*REQUIREMENT*. Going from the top of the data below, give again each line through the one containing "Training ends when", both ends kept.

DATA RECORDS below:

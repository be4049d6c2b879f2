use super::linear::Linear;
use super::rprop::{GroupTarget, ParamGroup};

use log::debug;
use rand::{Rng, SeedableRng};
use rand_chacha::ChaCha8Rng;
use serde::{Deserialize, Serialize};

/// Passes a new unit is always given before
/// convergence is checked.
const MIN_UNIT_PASSES: f32 = 15.0;
/// Passes after which a unit is replaced regardless
/// of its convergence.
const MAX_UNIT_PASSES: usize = 100;
/// Relative RMS loss decrease between the last two
/// passes that requests a new unit.
const RMS_DECREASE_THRESHOLD: f32 = 0.01;

/// Settings controlling how a [`CasperNetwork`] grows.
#[derive(Clone, Debug, PartialEq, Serialize, Deserialize)]
pub struct CasperConfig {
    /// Maximum number of hidden units. Training ends when
    /// another unit is requested after this many are installed.
    pub unit_budget: usize,
    /// Extra passes per installed unit before
    /// convergence is checked.
    pub patience: f32,
    /// Rate of the newest unit's hidden map, and of the
    /// input-to-output map before any unit exists.
    pub lr_1: f32,
    /// Rate of the newest unit's output map.
    pub lr_2: f32,
    /// Rate every older group falls back to once
    /// a newer unit is installed.
    pub lr_3: f32,
}

impl CasperConfig {
    /// Returns a "zero-valued" configuration: no hidden
    /// units and null learning rates.
    ///
    /// # Examples
    /// ```
    /// use oxicasper::networks::CasperConfig;
    ///
    /// let config = CasperConfig {
    ///     unit_budget: 3,
    ///     lr_1: 0.2,
    ///     ..CasperConfig::zero()
    /// };
    /// ```
    pub const fn zero() -> CasperConfig {
        CasperConfig {
            unit_budget: 0,
            patience: 0.0,
            lr_1: 0.0,
            lr_2: 0.0,
            lr_3: 0.0,
        }
    }
}

/// The result of a training forward pass.
#[derive(Clone, Debug)]
pub enum Forward {
    /// The network's outputs, with the activations
    /// needed for backpropagation.
    Output(Pass),
    /// A new unit was requested but the unit budget is spent.
    /// Training must stop.
    Exhausted,
}

/// The activations of one forward pass over a batch.
#[derive(Clone, Debug)]
pub struct Pass {
    // Per sample: the inputs followed by every unit's output.
    augmented: Vec<Vec<f32>>,
    outputs: Vec<Vec<f32>>,
}

impl Pass {
    /// Returns the network's outputs, one row per sample.
    pub fn outputs(&self) -> &[Vec<f32>] {
        &self.outputs
    }

    /// Consumes the pass, returning its outputs.
    pub fn into_outputs(self) -> Vec<Vec<f32>> {
        self.outputs
    }

    /// Returns the mean squared error of the outputs
    /// against `targets`, over all coordinates.
    pub fn mean_squared_error(&self, targets: &[Vec<f32>]) -> f32 {
        mean_squared_error(&self.outputs, targets)
    }
}

/// Returns the mean of the squared coordinate-wise
/// differences between two batches.
pub fn mean_squared_error(outputs: &[Vec<f32>], targets: &[Vec<f32>]) -> f32 {
    let (sum, count) = outputs
        .iter()
        .zip(targets)
        .flat_map(|(o, t)| o.iter().zip(t))
        .fold((0.0, 0usize), |(sum, count), (o, t)| {
            (sum + (o - t) * (o - t), count + 1)
        });
    sum / count as f32
}

fn sigmoid(x: f32) -> f32 {
    1.0 / (1.0 + (-x).exp())
}
use crate::evaluation::Equilateral;

use serde::{Deserialize, Serialize};

use std::fmt;

/// Counts of actual against predicted classes.
#[derive(Clone, Debug, PartialEq, Eq, Serialize, Deserialize)]
pub struct ConfusionMatrix {
    // counts[actual][predicted]
    counts: Vec<Vec<usize>>,
}

impl ConfusionMatrix {
    /// Decodes every target and prediction row
    /// with `codebook` and tallies the pairs.
    ///
    /// # Examples
    /// ```
    /// use oxicasper::evaluation::{ConfusionMatrix, Equilateral};
    ///
    /// let codebook = Equilateral::new(3, 0.0, 1.0).unwrap();
    /// let code = |c| codebook.encode(c).unwrap().to_vec();
    /// let targets = vec![code(0), code(1), code(2), code(2)];
    /// let predictions = vec![code(0), code(2), code(2), code(2)];
    ///
    /// let matrix = ConfusionMatrix::tally(&codebook, &targets, &predictions);
    /// assert_eq!(matrix.correct(), 3);
    /// assert_eq!(matrix.get(1, 2), 1);
    /// assert_eq!(matrix.correctness(), 75.0);
    /// ```
    pub fn tally(
        codebook: &Equilateral,
        targets: &[Vec<f32>],
        predictions: &[Vec<f32>],
    ) -> ConfusionMatrix {
        let classes = codebook.class_count();
        let mut counts = vec![vec![0; classes]; classes];
        for (target, prediction) in targets.iter().zip(predictions) {
            counts[codebook.decode(target)][codebook.decode(prediction)] += 1;
        }
        ConfusionMatrix { counts }
    }

    /// Returns how often `actual` was predicted as `predicted`.
    pub fn get(&self, actual: usize, predicted: usize) -> usize {
        self.counts
            .get(actual)
            .and_then(|row| row.get(predicted))
            .copied()
            .unwrap_or(0)
    }

    /// Returns the number of correctly classified samples.
    pub fn correct(&self) -> usize {
        (0..self.counts.len()).map(|c| self.counts[c][c]).sum()
    }

    /// Returns the number of tallied samples.
    pub fn total(&self) -> usize {
        self.counts.iter().flatten().sum()
    }

    /// Returns the percentage of correctly classified
    /// samples, or 0 if nothing was tallied.
    pub fn correctness(&self) -> f32 {
        match self.total() {
            0 => 0.0,
            total => 100.0 * self.correct() as f32 / total as f32,
        }
    }
}

impl fmt::Display for ConfusionMatrix {
    fn fmt(&self, f: &mut fmt::Formatter<'_>) -> fmt::Result {
        let width = self
            .counts
            .iter()
            .flatten()
            .map(|c| c.to_string().len())
            .max()
            .unwrap_or(1);
        for row in &self.counts {
            let cells: Vec<String> = row.iter().map(|c| format!("{:>w$}", c, w = width)).collect();
            writeln!(f, "[{}]", cells.join(" "))?;
        }
        Ok(())
    }
}
use crate::errors::ConfigError;
use crate::genomics::{Dna, DnaConfig};
use crate::networks::CasperConfig;

use serde::{Deserialize, Serialize};

use std::fmt;

/// Widest field that can be decoded.
const MAX_FIELD_WIDTH: usize = 32;

/// A contiguous run of DNA bits, read as an unsigned
/// integer and rescaled linearly onto `[min, max]`.
#[derive(Clone, Copy, Debug, PartialEq, Serialize, Deserialize)]
pub struct FieldSpec {
    /// Number of bits in the field.
    pub width: usize,
    /// Value of the all-zeros field.
    pub min: f32,
    /// Value of the all-ones field.
    pub max: f32,
}

impl FieldSpec {
    /// Creates a field of `width` bits spanning `[min, max]`.
    pub const fn new(width: usize, min: f32, max: f32) -> FieldSpec {
        FieldSpec { width, min, max }
    }

    /// Rescales a raw field value onto the field's interval.
    ///
    /// # Examples
    /// ```
    /// use oxicasper::genomics::FieldSpec;
    ///
    /// let field = FieldSpec::new(2, 1.0, 4.0);
    /// assert_eq!(field.scale(0), 1.0);
    /// assert_eq!(field.scale(2), 3.0);
    /// assert_eq!(field.scale(3), 4.0);
    /// ```
    pub fn scale(&self, raw: u64) -> f32 {
        let top = ((1u64 << self.width) - 1) as f64;
        let fraction = raw.min(top as u64) as f64 / top;
        let value = self.min as f64 + (self.max as f64 - self.min as f64) * fraction;
        (value as f32).clamp(self.min, self.max)
    }

    fn validate(&self, name: &'static str) -> Result<(), ConfigError> {
        if self.width == 0 {
            Err(ConfigError::EmptyField(name))
        } else if self.width > MAX_FIELD_WIDTH {
            Err(ConfigError::FieldTooWide(name, self.width))
        } else if !(self.min.is_finite() && self.max.is_finite() && self.min <= self.max) {
            Err(ConfigError::InvalidRange(name))
        } else {
            Ok(())
        }
    }
}

/// The fixed field layout of a [`Dna`]: one bit per
/// input feature, followed by the unit budget, the
/// patience multiplier, and the three learning rates.
///
/// The unit budget and patience are rounded to whole
/// numbers after rescaling.
#[derive(Clone, Debug, PartialEq, Serialize, Deserialize)]
pub struct DnaLayout {
    /// Number of feature-selection bits.
    pub features: usize,
    pub unit_budget: FieldSpec,
    pub patience: FieldSpec,
    pub lr_1: FieldSpec,
    pub lr_2: FieldSpec,
    pub lr_3: FieldSpec,
}

impl DnaLayout {
    /// The 42-bit layout for the 20 GIS features.
    ///
    /// # Examples
    /// ```
    /// use oxicasper::genomics::DnaLayout;
    ///
    /// assert_eq!(DnaLayout::standard().width(), 42);
    /// ```
    pub const fn standard() -> DnaLayout {
        DnaLayout {
            features: 20,
            unit_budget: FieldSpec::new(4, 1.0, 16.0),
            patience: FieldSpec::new(4, 1.0, 16.0),
            lr_1: FieldSpec::new(5, 0.05, 0.5),
            lr_2: FieldSpec::new(5, 0.001, 0.05),
            lr_3: FieldSpec::new(4, 0.0001, 0.005),
        }
    }

    /// Returns the hyperparameter fields, in DNA order.
    fn fields(&self) -> [(&'static str, &FieldSpec); 5] {
        [
            ("unit_budget", &self.unit_budget),
            ("patience", &self.patience),
            ("lr_1", &self.lr_1),
            ("lr_2", &self.lr_2),
            ("lr_3", &self.lr_3),
        ]
    }

    /// Returns the total number of bits spanned by the layout.
    pub fn width(&self) -> usize {
        self.features + self.fields().iter().map(|(_, f)| f.width).sum::<usize>()
    }

    /// Checks that every field is decodable and that
    /// the layout spans exactly the configured DNA length.
    ///
    /// # Errors
    /// Returns the first problem found.
    ///
    /// # Examples
    /// ```
    /// use oxicasper::genomics::{DnaConfig, DnaLayout};
    /// use std::num::NonZeroUsize;
    ///
    /// let layout = DnaLayout::standard();
    /// assert!(layout.validate(&DnaConfig { length: NonZeroUsize::new(42).unwrap() }).is_ok());
    /// assert!(layout.validate(&DnaConfig { length: NonZeroUsize::new(40).unwrap() }).is_err());
    /// ```
    pub fn validate(&self, config: &DnaConfig) -> Result<(), ConfigError> {
        for (name, field) in self.fields() {
            field.validate(name)?;
        }
        if self.width() != config.length.get() {
            return Err(ConfigError::LayoutWidthMismatch {
                layout: self.width(),
                dna: config.length.get(),
            });
        }
        Ok(())
    }

    /// Decodes a genome into a feature mask and network settings.
    ///
    /// Decoding is a pure function of the bits; the layout is
    /// assumed to have been [validated] against the genome's
    /// configuration.
    ///
    /// [validated]: DnaLayout::validate
    ///
    /// # Examples
    /// ```
    /// use oxicasper::genomics::{Dna, DnaLayout};
    ///
    /// let hyperparameters = DnaLayout::standard().decode(&Dna::from_bits(vec![true; 42]));
    /// assert_eq!(hyperparameters.selected_features().len(), 20);
    /// assert_eq!(hyperparameters.casper.unit_budget, 16);
    /// assert_eq!(hyperparameters.casper.lr_1, 0.5);
    /// ```
    pub fn decode(&self, dna: &Dna) -> Hyperparameters {
        let features = (0..self.features)
            .map(|i| dna.bits().get(i).copied().unwrap_or(false))
            .collect();
        let mut offset = self.features;
        let mut read = |field: &FieldSpec| {
            let value = field.scale(dna.read_unsigned(offset, field.width));
            offset += field.width;
            value
        };
        let unit_budget = read(&self.unit_budget).round() as usize;
        let patience = read(&self.patience).round();
        let lr_1 = read(&self.lr_1);
        let lr_2 = read(&self.lr_2);
        let lr_3 = read(&self.lr_3);

        Hyperparameters {
            features,
            casper: CasperConfig {
                unit_budget,
                patience,
                lr_1,
                lr_2,
                lr_3,
            },
        }
    }
}

/// A decoded genome: which input features
/// participate, and how the network is grown.
#[derive(Clone, Debug, PartialEq, Serialize, Deserialize)]
pub struct Hyperparameters {
    pub features: Vec<bool>,
    pub casper: CasperConfig,
}

impl Hyperparameters {
    /// Returns the indices of the selected features.
    pub fn selected_features(&self) -> Vec<usize> {
        self.features
            .iter()
            .enumerate()
            .filter_map(|(i, selected)| selected.then(|| i))
            .collect()
    }
}

impl fmt::Display for Hyperparameters {
    fn fmt(&self, f: &mut fmt::Formatter<'_>) -> fmt::Result {
        write!(
            f,
            "features {:?}, units {}, p {}, lr_1 {}, lr_2 {}, lr_3 {}",
            self.selected_features(),
            self.casper.unit_budget,
            self.casper.patience,
            self.casper.lr_1,
            self.casper.lr_2,
            self.casper.lr_3
        )
    }
}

End of DATA RECORDS.

*PROBLEM SOLUTION*.
repository be4049d6c2b879f2
use super::linear::Linear;
use super::rprop::{GroupTarget, ParamGroup};

use log::debug;
use rand::{Rng, SeedableRng};
use rand_chacha::ChaCha8Rng;
use serde::{Deserialize, Serialize};

/// Passes a new unit is always given before
/// convergence is checked.
const MIN_UNIT_PASSES: f32 = 15.0;
/// Passes after which a unit is replaced regardless
/// of its convergence.
const MAX_UNIT_PASSES: usize = 100;
/// Relative RMS loss decrease between the last two
/// passes that requests a new unit.
const RMS_DECREASE_THRESHOLD: f32 = 0.01;

/// Settings controlling how a [`CasperNetwork`] grows.
#[derive(Clone, Debug, PartialEq, Serialize, Deserialize)]
pub struct CasperConfig {
    /// Maximum number of hidden units. Training ends when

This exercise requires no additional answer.